If you are serious about my bringing out the pit for a pig barbecue, here's how it might work. My hunting buddy, and venison processor, is a meat buyer for a major Michigan grocery chain. Depending on when the event is scheduled, we would get the pig "at cost". Whatever the cost is at the time (around $ 1- $ 1.50/lb) would be what we would get at the time. To smoke up a whole hog would require about 8 to 10 hours before the party begins, so you see some planning is required. It all depends on how many are coming out, and when we are getting together. I think that some BBQ would only add to this event.


----------



## Sarge (Apr 25, 2000)

Capt. Sharp....
I made a comment a few posts ago, that if someone had the committment to roast up an oinker, we should go for it. About that time, other ideas started popping up. If you will download the schedule of events (not in stone) and a sign up sheet and check them out, we may very well still have the means to do the pig.
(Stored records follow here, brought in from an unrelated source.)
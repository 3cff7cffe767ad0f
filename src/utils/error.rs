//! Error handling module
//!
//! Defines error types and handling logic used in the project

use crate::models::{ErrorResponse, MISSING_IDEA_MESSAGE};
use axum::{
    http::StatusCode,
    response::{IntoResponse, Response},
    Json,
};
use thiserror::Error;

/// Application error types
#[derive(Error, Debug)]
pub enum AppError {
    /// Request validation failed
    #[error("{0}")]
    Validation(String),

    /// Upstream completion call failed
    #[error(transparent)]
    Upstream(#[from] UpstreamError),

    /// Resource not found
    #[error("{0}")]
    NotFound(String),

    /// Request body over the configured size limit
    #[error("{0}")]
    PayloadTooLarge(String),
}

/// Failures of the outbound chat completion call.
///
/// Every variant maps to the same HTTP status; the distinction exists for logs.
#[derive(Error, Debug, Clone, PartialEq, Eq)]
pub enum UpstreamError {
    /// No credential configured
    #[error("OPENAI_API_KEY environment variable is not set")]
    MissingApiKey,

    /// Connection, TLS or timeout failure
    #[error("{0}")]
    Transport(String),

    /// Non-success HTTP status from the upstream API
    #[error("Error code: {status} - {message}")]
    Status { status: u16, message: String },

    /// Upstream body could not be decoded
    #[error("Failed to parse upstream response: {0}")]
    Decode(String),

    /// Upstream returned no usable choice
    #[error("Upstream response contained no choices")]
    EmptyChoices,
}

impl AppError {
    /// Validation error for a body without a readable `idea`
    pub fn missing_idea() -> Self {
        AppError::Validation(MISSING_IDEA_MESSAGE.to_string())
    }

    /// Error for a body larger than `limit` bytes
    pub fn payload_too_large(limit: usize) -> Self {
        AppError::PayloadTooLarge(format!("Request body exceeds {} bytes", limit))
    }

    /// Get HTTP status code
    pub fn status_code(&self) -> StatusCode {
        match self {
            AppError::Validation(_) => StatusCode::BAD_REQUEST,
            AppError::Upstream(_) => StatusCode::INTERNAL_SERVER_ERROR,
            AppError::NotFound(_) => StatusCode::NOT_FOUND,
            AppError::PayloadTooLarge(_) => StatusCode::PAYLOAD_TOO_LARGE,
        }
    }

    /// Get machine-readable error kind
    pub fn error_kind(&self) -> &'static str {
        match self {
            AppError::Validation(_) => "validation_error",
            AppError::Upstream(_) => "upstream_error",
            AppError::NotFound(_) => "not_found",
            AppError::PayloadTooLarge(_) => "payload_too_large",
        }
    }

    /// Convert to the JSON error body
    pub fn to_error_response(&self) -> ErrorResponse {
        ErrorResponse {
            error: self.to_string(),
            kind: self.error_kind().to_string(),
        }
    }
}

impl IntoResponse for AppError {
    fn into_response(self) -> Response {
        let status = self.status_code();

        match &self {
            AppError::Upstream(err) => {
                tracing::error!("Upstream error: {:?} - Status code: {}", err, status);
            }
            _ => {
                tracing::warn!("Client error: {} - Status code: {}", self, status);
            }
        }

        (status, Json(self.to_error_response())).into_response()
    }
}

/// Result type alias
pub type AppResult<T> = Result<T, AppError>;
As it stands I only have 2 completed sign up sheets and so I don't know if there are any events that can be deleted to make time for others etc. I think everyone will get more excited and start handing me information as soon as we have the time and place tied down.

I hope that will be very soon (days not weeks) maybe even hours from right now.

Hunter333 is obviously just thinking lets go for someting and not really against having moist supple roast pork for the late meal.

------------------
Sarge

[This message has been edited by Sarge (edited 05-25-2000).]


----------



## Allen Glore (Jan 18, 2000)

Who could I send a food donation to. I will donate some King Crab and pay for the shipping. Somebody send me an address to ship to or who ever is the closest to a major airport let me know.

[email protected]

------------------
AlleninAlaska


----------



## Hunter333 (Jan 19, 2000)

I did not mean forget the pig if it is possible. I read Sarges thoughts and agreed that no one had, at the time, agreed to spend that much time roasting a pig. If someone is willing, I would LOVE to have some roasted pig as well as whatever else anyone can bring. Sorry Capt, did not mean to offend  As for the King crab, someone please get that address to Al, ASAP!


----------



## Sarge (Apr 25, 2000)

Allen, that is simply the best offer I've ever heard. I live right near Capital City Airport in Lansing, and can pick up whatever you'd like to send. I have a freezer which is not full. I haven't a clue about how to cook King Crab (or any other crab for that matter) but am willing to learn. I give you more details later. I sure wish you could come be with us, but your post makes it sound like you can't.

Do you suppose I'd be in trouble if the Crab didn't make to the outing?

Letting me bring the crab is a little bit like having your dog guard your steak when you have to leave the table.

------------------
Sarge

[This message has been edited by Sarge (edited 05-25-2000).]


----------



## Hunter333 (Jan 19, 2000)

Sarge, no need to worry about how to cook the crab, I have done it many times  As to whether or not it makes it there, I am SURE that you will have no problem getting it there. If not, I will be talking to Al as to whether or not he shipped it to you See you all tonight at the campfire.


----------



## Sarge (Apr 25, 2000)

Sarge and Al are the same guy so report me all you will.

------------------
Sarge


----------